In 19 seasons as a head coach at Johns Hopkins, Bucknell, Iona, and finally North Carolina State where he was in charge for one of the great upsets in the history of college basketball: The Wolfpack stunning Phi Slamma Jamma and the Houston Cougars in the final of the 1983 NCAA Tournament.
His time in Raleigh came to an end under a bit of a cloud, as the school was on probation for academic issues and things like players selling shoes and tickets to boosters. In the era of NIL, small things where players receive money sound quaint, but Valvano was also the athletic director of the school at the time (another thing you’d never see in 2022). He was forced to resign in 1990, and ended up working for ESPN as an analyst.
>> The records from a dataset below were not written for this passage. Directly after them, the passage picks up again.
//!  Railgo Booking Agent
//!
//!  Copyright (C) 2026  Railgo Contributors
//!
//!  This program is free software: you can redistribute it and/or modify
//!  it under the terms of the GNU Affero General Public License as published by
//!  the Free Software Foundation, either version 3 of the License, or
//!  (at your option) any later version.
//!
//!  This program is distributed in the hope that it will be useful,
//!  but WITHOUT ANY WARRANTY; without even the implied warranty of
//!  MERCHANTABILITY or FITNESS FOR A PARTICULAR PURPOSE.  See the
//!  GNU Affero General Public License for more details.
//!
//!  You should have received a copy of the GNU Affero General Public License
//!  along with this program.  If not, see <http://www.gnu.org/licenses/>.

//! # Korail Response Decoding
//!
//! Side-effect free decoding of Korail envelopes and record mapping. Unlike
//! its sibling, this backend reports failures with stable machine codes, so
//! classification is a static code table rather than message matching.

use serde_json::Value;

use crate::backend::{RefundKeys, Reservation, Session, Ticket};
use crate::errors::RailError;
use crate::schedule::{Schedule, SeatState, StandbyState};

/// Seat-state flag value meaning "on open sale".
const SEAT_ON_SALE: &str = "11";

// The static code -> kind table.
const CODES_NOT_LOGGED_IN: [&str; 1] = ["P058"];
const CODES_NO_RESULTS: [&str; 4] = ["P100", "WRG000000", "WRD000061", "WRT300005"];
const CODES_SOLD_OUT: [&str; 2] = ["IRT010110", "ERR211161"];

fn text(record: &Value, key: &str) -> String {
    match record.get(key) {
        Some(Value::String(s)) => s.clone(),
        Some(Value::Number(n)) => n.to_string(),
        _ => String::new(),
    }
}

fn required(record: &Value, key: &str) -> Result<String, RailError> {
    let value = text(record, key);
    if value.is_empty() {
        Err(RailError::Protocol(format!("record missing field {key:?}")))
    } else {
        Ok(value)
    }
}

fn number(record: &Value, key: &str) -> i64 {
    match record.get(key) {
        Some(Value::Number(n)) => n.as_i64().unwrap_or_default(),
        Some(Value::String(s)) => s.trim().parse().unwrap_or_default(),
        _ => 0,
    }
}

pub fn parse_root(body: &str) -> Result<Value, RailError> {
    serde_json::from_str(body)
        .map_err(|e| RailError::Protocol(format!("reply is not JSON: {e}")))
}

/// Map a failure code through the static table.
pub fn classify_code(code: &str, message: &str) -> RailError {
    if CODES_NOT_LOGGED_IN.contains(&code) {
        RailError::NotLoggedIn
    } else if CODES_NO_RESULTS.contains(&code) {
        RailError::NoResults
    } else if CODES_SOLD_OUT.contains(&code) {
        RailError::SoldOut
    } else {
        RailError::backend(code, message)
    }
}

/// Check the result flag of a decoded reply and classify failures.
pub fn check_result(root: &Value) -> Result<(), RailError> {
    match root.get("strResult").and_then(Value::as_str) {
        Some("FAIL") => {
            let code = text(root, "h_msg_cd");
            let message = text(root, "h_msg_txt");
            Err(classify_code(&code, &message))
        }
        Some(_) => Ok(()),
        None => Err(RailError::Protocol("reply missing result flag".into())),
    }
}

/// Decode the pre-login key handshake: the AES key and its server-side
/// index the login form must echo back.
pub fn parse_cipher_key(body: &str) -> Result<(String, String), RailError> {
    let root = parse_root(body)?;
    let ok = root.get("strResult").and_then(Value::as_str) == Some("SUCC");
    let entry = root.get("app.login.cphd");
    match (ok, entry) {
        (true, Some(entry)) => {
            let idx = required(entry, "idx")
                .map_err(|_| RailError::Codec("handshake reply missing key index".into()))?;
            let key = required(entry, "key")
                .map_err(|_| RailError::Codec("handshake reply missing key".into()))?;
            Ok((idx, key))
        }
        _ => Err(RailError::Codec(
            "key handshake did not return a usable key".into(),
        )),
    }
}

pub fn parse_login(body: &str) -> Result<Session, RailError> {
    let root = parse_root(body)?;
    let succeeded = root.get("strResult").and_then(Value::as_str) == Some("SUCC")
        && !text(&root, "strMbCrdNo").is_empty();
    if !succeeded {
        let message = {
            let m = text(&root, "h_msg_txt");
            if m.is_empty() { "login rejected".to_string() } else { m }
        };
        return Err(RailError::Auth(message));
    }
    Ok(Session {
        membership_number: text(&root, "strMbCrdNo"),
        name: text(&root, "strCustNm"),
        phone_number: text(&root, "strCpNo"),
        email: {
            let e = text(&root, "strEmailAdr");
            if e.is_empty() { None } else { Some(e) }
        },
    })
}

pub fn map_schedule(record: &Value) -> Result<Schedule, RailError> {
    let standby_code = text(record, "h_wait_rsv_flg").parse::<i32>().unwrap_or(-1);
    let seat_state = |key: &str| {
        if text(record, key) == SEAT_ON_SALE {
            SeatState::Available
        } else {
            SeatState::Unavailable
        }
    };

    Ok(Schedule {
        train_class_code: required(record, "h_trn_clsf_cd")?,
        train_class_name: text(record, "h_trn_clsf_nm"),
        train_number: required(record, "h_trn_no")?,
        dep_station_code: text(record, "h_dpt_rs_stn_cd"),
        dep_station_name: text(record, "h_dpt_rs_stn_nm"),
        dep_date: required(record, "h_dpt_dt")?,
        dep_time: required(record, "h_dpt_tm")?,
        arr_station_code: text(record, "h_arv_rs_stn_cd"),
        arr_station_name: text(record, "h_arv_rs_stn_nm"),
        arr_time: text(record, "h_arv_tm"),
        run_date: text(record, "h_run_dt"),
        dep_run_order: String::new(),
        dep_cons_order: String::new(),
        arr_run_order: String::new(),
        arr_cons_order: String::new(),
        general_seat: seat_state("h_gen_rsv_cd"),
        special_seat: seat_state("h_spe_rsv_cd"),
        standby: StandbyState(standby_code),
    })
}

pub fn schedules_from(root: &Value) -> Result<Vec<Schedule>, RailError> {
    root.pointer("/trn_infos/trn_info")
        .and_then(Value::as_array)
        .cloned()
        .unwrap_or_default()
        .iter()
        .map(map_schedule)
        .collect()
}

/// The reservation id and sales-window id a reserve write reports.
pub fn reserve_reply(root: &Value) -> Result<(String, Option<String>), RailError> {
    let id = required(root, "h_pnr_no")
        .map_err(|_| RailError::Protocol("reserve reply missing reservation number".into()))?;
    let window = {
        let w = text(root, "h_wct_no");
        if w.is_empty() { None } else { Some(w) }
    };
    Ok((id, window))
}

/// The sentinel values marking a standby reservation with no payment window.
fn is_waiting(due_date: &str, due_time: &str) -> bool {
    due_date == "00000000" || due_time == "235959"
}

pub fn map_reservation(record: &Value) -> Result<Reservation, RailError> {
    let due_date = text(record, "h_ntisu_lmt_dt");
    let due_time = text(record, "h_ntisu_lmt_tm");
    let run_date = text(record, "h_run_dt");
    Ok(Reservation {
        reservation_number: required(record, "h_pnr_no")?,
        total_price: number(record, "h_rsv_amt"),
        seat_count: number(record, "h_tot_seat_cnt").max(0) as u32,
        train_class_code: text(record, "h_trn_clsf_cd"),
        train_class_name: text(record, "h_trn_clsf_nm"),
        train_number: text(record, "h_trn_no"),
        dep_date: run_date.clone(),
        dep_time: text(record, "h_dpt_tm"),
        dep_station_code: text(record, "h_dpt_rs_stn_cd"),
        dep_station_name: text(record, "h_dpt_rs_stn_nm"),
        arr_time: text(record, "h_arv_tm"),
        arr_station_code: text(record, "h_arv_rs_stn_cd"),
        arr_station_name: text(record, "h_arv_rs_stn_nm"),
        waiting: is_waiting(&due_date, &due_time),
        payment_due_date: due_date,
        payment_due_time: due_time,
        paid: false,
        journey_number: {
            let j = text(record, "txtJrnySqno");
            if j.is_empty() { "001".into() } else { j }
        },
        journey_count: {
            let j = text(record, "txtJrnyCnt");
            if j.is_empty() { "01".into() } else { j }
        },
        change_number: {
            let c = text(record, "hidRsvChgNo");
            if c.is_empty() { "00000".into() } else { c }
        },
        sales_window: None,
        tickets: Vec::new(),
    })
}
Shortly thereafter, he was diagnosed with terminal metastatic adenocarcinoma, a form of glandular cancer.
In 1993 at the first ESPY awards, Valvano gave a speech while receiving an award while undergoing cancer treatment that inspired the start of the Jimmy V fund upon his passing. It’s one of the great motivational speeches of all time. And it lives as the motto of the Jimmy V Foundation, which has raised over $300 million for cancer research since his death.
Valvano passed away on April 28, 1993, just 55 days after that speech.